Compartilhar

Cistite lúpica apresentando hidronefrose e envolvimento gastrointestinal

Cistite lúpica apresentando hidronefrose e envolvimento gastrointestinal

Autores:

Flávio Teles,
Larissa Gonçalves de Albuquerque Santos,
Carlos Eugênio Lira Tenório,
Monique Ramalho Marinho,
Saulo Rodrigo de Ramalho Moraes,
Davi de Brito Câmara,
Renata Oliveira Santos,
Camila Ricardo Uchôa Lins,
André Falcão Pedrosa Costa

ARTIGO ORIGINAL

Brazilian Journal of Nephrology

versão impressa ISSN 0101-2800versão On-line ISSN 2175-8239

J. Bras. Nefrol. vol.38 no.4 São Paulo out./dez. 2016

http://dx.doi.org/10.5935/0101-2800.20160077

Introdução

A cistite lúpica (CL) é uma manifestação incomum do lúpus eritematoso sistêmico (LES), com uma incidência que varia de 0,6 a 2%.1-3 A evidência atual de CL é baseada quase que exclusivamente em relatos de casos, principalmente de países do Leste Asiático.1,4,5 Portanto, a terapia imunossupressora adequada permanece indefinida. Por razões desconhecidas, o envolvimento simultâneo do sistema gastrointestinal é bastante comum e pode até ser a principal manifestação da doença.6,7

Estima-se que a CL esteja presente em até 22,7% dos pacientes com vasculite mesentérica, mesmo sem sintomas urinários.8 Dadas essas evidências, nos últimos anos o conceito de que todos os pacientes com LES e sintomas gastrointestinais devem ter avaliação urológica tem ganhado força. Neste relato descrevemos uma paciente com CL grave e vasculite mesentérica que foi tratada com sucesso com corticosteróides.

Relato de caso

Uma menina de 16 anos apresentou-se à unidade de medicina interna de um hospital geral com 15 dias de história de dor suprapúbica, urgência urinária e disúria. Ao exame físico apresentava taquicardia, taquipneia, desidratação e palidez. Os sons respiratórios eram de murmúrio vesicular reduzido em ambas as bases pulmonares. O abdome estava distendido e dolorido à palpação das regiões epigástrica e suprapúbica, mas sem sinais de irritação peritoneal.

Sobre sua história clínica anterior, ela foi diagnosticada com LES há dois anos, após apresentar erupção malar, fotossensibilidade, úlceras bucais, poliartrite, anemia e nefrite proliferativa focal. Um mês após o diagnóstico de LES a paciente apresentou confusão mental, alucinações auditivas e visuais e convulsões, resultando em diagnóstico de meningoencefalite lúpica. Iniciou-se a pulsoterapia com metilprednisolona, seguida de ciclofosfamida mensal, com boa resposta inicial.

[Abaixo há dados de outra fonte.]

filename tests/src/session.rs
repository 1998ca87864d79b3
mod integration;
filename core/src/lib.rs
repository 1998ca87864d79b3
//! # Roshambo Core
//!
//! Runs the game on top of the rules in `roshambo_common`.
//!
//! * **[`selector`]**: the computer opponent, behind the [`selector::MoveSource`] port.
//! * **[`session`]**: ties an opponent to a tally and a round history.

pub mod selector;
pub mod session;

pub use selector::{MoveSource, RandomMoves, ScriptError, ScriptedMoves};
pub use session::Session;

Ela usou azatioprina e prednisona irregularmente, mas ela também estava ingerindo álcool e outras substâncias ilícitas. Um ano mais tarde, desenvolveu sintomas no trato urinário inferior, dor abdominal, vômitos e diarreia, e o tratamento imunossupressor foi interrompido devido à suspeita clínica de infecção.

Ela foi submetida à tomografia computadorizada (TC) do abdome, que apresentou leve ectasia pieloureteral bilateral, provavelmente secundária à distensão da bexiga e espessamento leve e difuso de sua parede, com melhora após a administração intravenosa de contraste iodado, sugerindo processo inflamatório/infeccioso.

A TC também mostrou múltiplos linfonodos alongados e de tamanhos diferentes, distribuídos na raiz mesentérica, especialmente perto do íleo esplênico. Os exames laboratoriais de então revelaram: C3: 37,5 mg/dl (NR: 85-160 mg/dl), C4: 10,2 mg/dl (NR: 12-36 mg/dl) teste de Coombs direto positivo e anti-DNA; creatinina (Cr) 1,86 mg/dl e a urina-rotina mostrou piúria (90-100 células de pus/campo), hematúria (12-14 glóbulos vermelhos/campo), nitrito negativo e cristais de urato amorfo, mas sem crescimento bacteriano na urina e nas hemoculturas. Seus sintomas melhoraram após a administração de piperacilina + tazobactam associado à hidratação e analgésicos.

Ela evoluiu com uma diminuição progressiva dos níveis de creatinina e após três dias de hidratação vigorosa, a função renal recuperou-se (Cr = 0,7 mg/dl). Ela foi então submetida a uma TC abdominal, que apresentou uma pequena quantidade de fluido livre na cavidade abdominal e pequenos linfonodos no íleo esplênico e ao longo da cadeia mesentérica superior, medindo menos de 1 cm em seu eixo menor, e um espessamento difuso do intestino delgado.

Os rins demonstraram dilatação bilateral moderada da pelve até à junção ureterovesical, e a bexiga apresentou capacidade reduzida e paredes espessadas difusamente (Figuras 1 e 2). Foi realizada cistoscopia com biópsia da bexiga, e o exame histológico mostrou cistite crônica inespecífica, com presença de linfócitos no córion e células epiteliais, assim como hiperplasia epitelial reativa associada à congestão vascular focal, sem qualquer achado específico de lúpus. Devido à instabilidade e sinais clínicos de resposta inflamatória sistêmica, a paciente foi tratada com antibióticos de amplo espectro.

Figura 1 Tomografia computadorizada mostrando espessamento da parede da bexiga com importante redução na sua capacidade de enchimento. 

Figura 2 Espessamento difuso da parede do intestino delgado e hidronefrose bilateral. 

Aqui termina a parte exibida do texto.